PROBLEM TO WORK ON:
Could you filter the listing for lines with the word "ChatResponse" and return them?
[[ RECORDS SUPPLIED open ]]
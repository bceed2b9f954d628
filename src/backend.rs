//! External collaborators: web search, chat completions, and the result store.
//!
//! Each collaborator is a trait so handlers and tests can swap
//! implementations. The HTTP clients here do one request per call; retry,
//! timeout, and caching are applied around them by the orchestrator.

use std::collections::{HashMap, HashSet};
use std::fmt;
use std::sync::{Arc, Mutex};

use async_trait::async_trait;
use chrono::{DateTime, SecondsFormat, Utc};
use reqwest::Client;
use serde::{Deserialize, Serialize};

use crate::clock::{Clock, SystemClock};
use crate::error::GatewayError;

/// Query parameters sent to the search backend.
#[derive(Debug, Clone, PartialEq, Eq, Serialize)]
pub struct SearchParams {
    pub q: String,
    pub max_results: u32,
    #[serde(skip_serializing_if = "Option::is_none")]
    pub time: Option<String>,
    #[serde(skip_serializing_if = "Option::is_none")]
    pub region: Option<String>,
}

impl SearchParams {
    pub const DEFAULT_MAX_RESULTS: u32 = 3;

    fn query_pairs(&self) -> Vec<(&'static str, String)> {
        let mut pairs = vec![("q", self.q.clone()), ("max_results", self.max_results.to_string())];
        if let Some(time) = &self.time {
            pairs.push(("time", time.clone()));
        }
        if let Some(region) = &self.region {
            pairs.push(("region", region.clone()));
        }
        pairs
    }
}

/// One search result as returned upstream.
#[derive(Debug, Clone, PartialEq, Eq, Serialize, Deserialize)]
pub struct SearchHit {
    #[serde(default)]
    pub title: String,
    #[serde(default)]
    pub body: String,
    #[serde(default)]
    pub href: String,
}

#[async_trait]
pub trait SearchBackend: Send + Sync + fmt::Debug {
    async fn search(&self, params: &SearchParams) -> Result<Vec<SearchHit>, GatewayError>;
}

/// Search over an HTTP JSON endpoint (`GET url?q=..&max_results=..`).
pub struct HttpSearchBackend {
    client: Client,
    url: Option<String>,
}

impl HttpSearchBackend {
    const ORIGIN: &'static str = "https://chat.openai.com";
    const USER_AGENT: &'static str = "Mozilla/5.0 (Macintosh; Intel Mac OS X 11_1_0) AppleWebKit/537.36 \
         (KHTML, like Gecko) Chrome/87.0.4280.141 Safari/537.36";

    /// `url = None` leaves search disabled.
    pub fn new(client: Client, url: Option<String>) -> Self {
        Self { client, url }
    }
}

impl fmt::Debug for HttpSearchBackend {
    fn fmt(&self, f: &mut fmt::Formatter<'_>) -> fmt::Result {
        f.debug_struct("HttpSearchBackend").field("url", &self.url).finish()
    }
}

#[async_trait]
impl SearchBackend for HttpSearchBackend {
    async fn search(&self, params: &SearchParams) -> Result<Vec<SearchHit>, GatewayError> {
        let url = self.url.as_deref().ok_or(GatewayError::NoCredential("SEARCH_URL"))?;
        tracing::info!(url, q = %params.q, "invoking search");

        let response = self
            .client
            .get(url)
            .query(&params.query_pairs())
            .header(reqwest::header::ORIGIN, Self::ORIGIN)
            .header(reqwest::header::CONTENT_TYPE, "application/json")
            .header(reqwest::header::ACCEPT, "*/*")
            .header(reqwest::header::USER_AGENT, Self::USER_AGENT)
            .send()
            .await?;

        let status = response.status();
        if !status.is_success() {
            return Err(GatewayError::UpstreamUnavailable(format!("search returned {}", status)));
        }
        let hits: Vec<SearchHit> = response.json().await?;
        tracing::info!(results = hits.len(), "search completed");
        Ok(hits)
    }
}

/// A chat message, as exchanged with the completion API.
#[derive(Debug, Clone, PartialEq, Eq, Serialize, Deserialize)]
pub struct ChatMessage {
    pub role: String,
    pub content: String,
}

impl ChatMessage {
    pub fn system(content: impl Into<String>) -> Self {
        Self { role: "system".into(), content: content.into() }
    }

    pub fn user(content: impl Into<String>) -> Self {
        Self { role: "user".into(), content: content.into() }
    }
}

/// Completion text plus the tokens the provider charged for it.
#[derive(Debug, Clone, PartialEq, Eq, Serialize, Deserialize)]
pub struct Completion {
    pub text: String,
    pub tokens_consumed: u64,
}

#[async_trait]
pub trait CompletionBackend: Send + Sync + fmt::Debug {
    /// Complete `messages`. Fails with `NoCredential` when the backend is
    /// not configured.
    async fn complete(&self, messages: &[ChatMessage]) -> Result<Completion, GatewayError>;
}

#[derive(Serialize)]
struct ChatRequest<'a> {
    model: &'a str,
    messages: Vec<ChatMessage>,
}

#[derive(Deserialize)]
struct ChatResponse {
    #[serde(default)]
    choices: Vec<Choice>,
    usage: Option<Usage>,
}

#[derive(Deserialize)]
struct Choice {
    message: Option<ChatMessage>,
}

#[derive(Deserialize)]
struct Usage {
    #[serde(default)]
    total_tokens: u64,
}

/// OpenAI-compatible `/chat/completions` client.
///
/// Every request is prefixed with a system prompt and the current date.
pub struct OpenAiCompletionBackend {
    client: Client,
    url: String,
    api_key: Option<String>,
    model: String,
    clock: Arc<dyn Clock>,
}

impl OpenAiCompletionBackend {
    pub const DEFAULT_URL: &'static str = "https://api.openai.com/v1/chat/completions";
    pub const DEFAULT_MODEL: &'static str = "gpt-3.5-turbo";
    const SYSTEM_PROMPT: &'static str = "You are a helpful assistant.";

    pub fn new(client: Client, url: impl Into<String>, api_key: Option<String>, model: impl Into<String>) -> Self {
        Self { client, url: url.into(), api_key, model: model.into(), clock: Arc::new(SystemClock) }
    }

    pub fn with_clock(mut self, clock: Arc<dyn Clock>) -> Self {
        self.clock = clock;
        self
    }

    fn framed(&self, messages: &[ChatMessage]) -> Vec<ChatMessage> {
        let now = i64::try_from(self.clock.now_millis())
            .ok()
            .and_then(DateTime::<Utc>::from_timestamp_millis)
            .unwrap_or_default();
        let mut framed = vec![
            ChatMessage::system(Self::SYSTEM_PROMPT),
            ChatMessage::user(format!(
                "Current date: {}",
                now.to_rfc3339_opts(SecondsFormat::Millis, true)
            )),
        ];
        framed.extend_from_slice(messages);
        framed
    }
}

impl fmt::Debug for OpenAiCompletionBackend {
    fn fmt(&self, f: &mut fmt::Formatter<'_>) -> fmt::Result {
        f.debug_struct("OpenAiCompletionBackend")
            .field("url", &self.url)
            .field("model", &self.model)
            .field("api_key", &self.api_key.as_ref().map(|_| "<redacted>"))
            .finish()
    }
}

#[async_trait]
impl CompletionBackend for OpenAiCompletionBackend {
    async fn complete(&self, messages: &[ChatMessage]) -> Result<Completion, GatewayError> {
        let api_key = self.api_key.as_deref().ok_or(GatewayError::NoCredential("OPENAI_API_KEY"))?;
        let request = ChatRequest { model: &self.model, messages: self.framed(messages) };

        let response = self
            .client
            .post(&self.url)
            .bearer_auth(api_key)
            .json(&request)
            .send()
            .await?;

        let status = response.status();
        if !status.is_success() {
            let detail = response.text().await.unwrap_or_else(|_| "unknown error".to_string());
            tracing::warn!(%status, %detail, "completion request failed");
            return Err(GatewayError::UpstreamUnavailable(format!("completion returned {}", status)));
        }

        let body: ChatResponse = response.json().await?;
        let text = body
            .choices
            .into_iter()
            .next()
            .and_then(|choice| choice.message)
            .map(|message| message.content)
            .filter(|text| !text.is_empty())
            .ok_or_else(|| GatewayError::UpstreamUnavailable("no response text".into()))?;
        let tokens_consumed = body.usage.map(|u| u.total_tokens).unwrap_or(0);
        Ok(Completion { text, tokens_consumed })
    }
}

/// What a vote is about: a generated answer or one search result.
#[derive(Debug, Clone, PartialEq, Eq, Hash)]
pub enum VoteSubject {
    Chat(String),
    Result { id: String, index: u32 },
}

impl fmt::Display for VoteSubject {
    fn fmt(&self, f: &mut fmt::Formatter<'_>) -> fmt::Result {
        match self {
            VoteSubject::Chat(id) => write!(f, "{}", id),
            VoteSubject::Result { id, index } => write!(f, "{}:{}", id, index),
        }
    }
}

/// Vote tallies for one subject.
#[derive(Debug, Clone, Copy, Default, PartialEq, Eq, Serialize, Deserialize)]
pub struct Votes {
    pub positive: u64,
    pub negative: u64,
}

/// Persistence for search results, generated answers, and votes.
#[async_trait]
pub trait ResultStore: Send + Sync + fmt::Debug {
    /// Save a result list and return its id. Saving the same
    /// (industry, country) again on the same UTC day returns the same id.
    async fn save_results(
        &self,
        industry: &str,
        country: &str,
        items: &[SearchHit],
    ) -> Result<String, GatewayError>;

    async fn save_chat(
        &self,
        industry: &str,
        country: &str,
        result_id: &str,
        prompt: &str,
        answer: &str,
    ) -> Result<String, GatewayError>;

    /// Count one vote from `session`. Only the sign of `upvote` matters. A
    /// repeated vote from the same session, or a zero vote, changes nothing
    /// and returns `false`.
    async fn record_vote(
        &self,
        session: &str,
        subject: &VoteSubject,
        upvote: i64,
    ) -> Result<bool, GatewayError>;

    async fn get_votes(&self, subject: &VoteSubject) -> Result<Votes, GatewayError>;
}

#[derive(Debug, Clone, PartialEq, Eq)]
pub struct SavedResults {
    pub industry: String,
    pub country: String,
    pub items: Vec<SearchHit>,
}

#[derive(Debug, Clone, PartialEq, Eq)]
pub struct SavedChat {
    pub industry: String,
    pub country: String,
    pub result_id: String,
    pub prompt: String,
    pub answer: String,
}

#[derive(Debug, Default)]
struct StoreState {
    // (day, industry, country) -> id; only the current day is kept
    result_ids: HashMap<(String, String, String), String>,
    results: HashMap<String, SavedResults>,
    chat_ids: HashMap<(String, String, String), String>,
    chats: HashMap<String, SavedChat>,
    votes: HashMap<String, Votes>,
    voted: HashSet<String>,
}

/// Process-local result store.
///
/// Id lookups for past days are dropped once a new day starts. Saved lists,
/// chats, tallies and per-session vote markers are kept for the life of the
/// process, so memory grows with traffic.
#[derive(Debug, Clone)]
pub struct InMemoryResultStore {
    state: Arc<Mutex<StoreState>>,
    clock: Arc<dyn Clock>,
}

impl Default for InMemoryResultStore {
    fn default() -> Self {
        Self::new()
    }
}

impl InMemoryResultStore {
    pub fn new() -> Self {
        Self::with_clock(Arc::new(SystemClock))
    }

    pub fn with_clock(clock: Arc<dyn Clock>) -> Self {
        Self { state: Arc::new(Mutex::new(StoreState::default())), clock }
    }

    fn lock(&self) -> std::sync::MutexGuard<'_, StoreState> {
        self.state.lock().unwrap_or_else(|p| p.into_inner())
    }

    fn day(&self) -> String {
        i64::try_from(self.clock.now_millis())
            .ok()
            .and_then(DateTime::<Utc>::from_timestamp_millis)
            .unwrap_or_default()
            .format("%Y-%m-%d")
            .to_string()
    }

    pub fn results(&self, id: &str) -> Option<SavedResults> {
        self.lock().results.get(id).cloned()
    }

    pub fn chat(&self, id: &str) -> Option<SavedChat> {
        self.lock().chats.get(id).cloned()
    }
}

#[async_trait]
impl ResultStore for InMemoryResultStore {
    async fn save_results(
        &self,
        industry: &str,
        country: &str,
        items: &[SearchHit],
    ) -> Result<String, GatewayError> {
        let today = self.day();
        let mut state = self.lock();
        state.result_ids.retain(|(day, _, _), _| *day == today);
        let id = state
            .result_ids
            .entry((today, industry.to_string(), country.to_string()))
            .or_insert_with(|| uuid::Uuid::new_v4().to_string())
            .clone();
        state.results.insert(
            id.clone(),
            SavedResults { industry: industry.into(), country: country.into(), items: items.to_vec() },
        );
        Ok(id)
    }

    async fn save_chat(
        &self,
        industry: &str,
        country: &str,
        result_id: &str,
        prompt: &str,
        answer: &str,
    ) -> Result<String, GatewayError> {
        let today = self.day();
        let mut state = self.lock();
        state.chat_ids.retain(|(day, _, _), _| *day == today);
        let id = state
            .chat_ids
            .entry((today, industry.to_string(), country.to_string()))
            .or_insert_with(|| uuid::Uuid::new_v4().to_string())
            .clone();
        state.chats.insert(
            id.clone(),
            SavedChat {
                industry: industry.into(),
                country: country.into(),
                result_id: result_id.into(),
                prompt: prompt.into(),
                answer: answer.into(),
            },
        );
        Ok(id)
    }

    async fn record_vote(
        &self,
        session: &str,
        subject: &VoteSubject,
        upvote: i64,
    ) -> Result<bool, GatewayError> {
        if upvote == 0 {
            return Ok(false);
        }
        let subject = subject.to_string();
        let mut state = self.lock();
        if !state.voted.insert(format!("voted:{}:{}", session, subject)) {
            tracing::info!(session, %subject, "already voted");
            return Ok(false);
        }
        let tally = state.votes.entry(format!("like:{}", subject)).or_default();
        if upvote > 0 {
            tally.positive += 1;
        } else {
            tally.negative += 1;
        }
        Ok(true)
    }

    async fn get_votes(&self, subject: &VoteSubject) -> Result<Votes, GatewayError> {
        Ok(self.lock().votes.get(&format!("like:{}", subject)).copied().unwrap_or_default())
    }
}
[[ RECORDS SUPPLIED closed ]]
RESULT OF THIS EXERCISE:
struct ChatResponse {
        let body: ChatResponse = response.json().await?;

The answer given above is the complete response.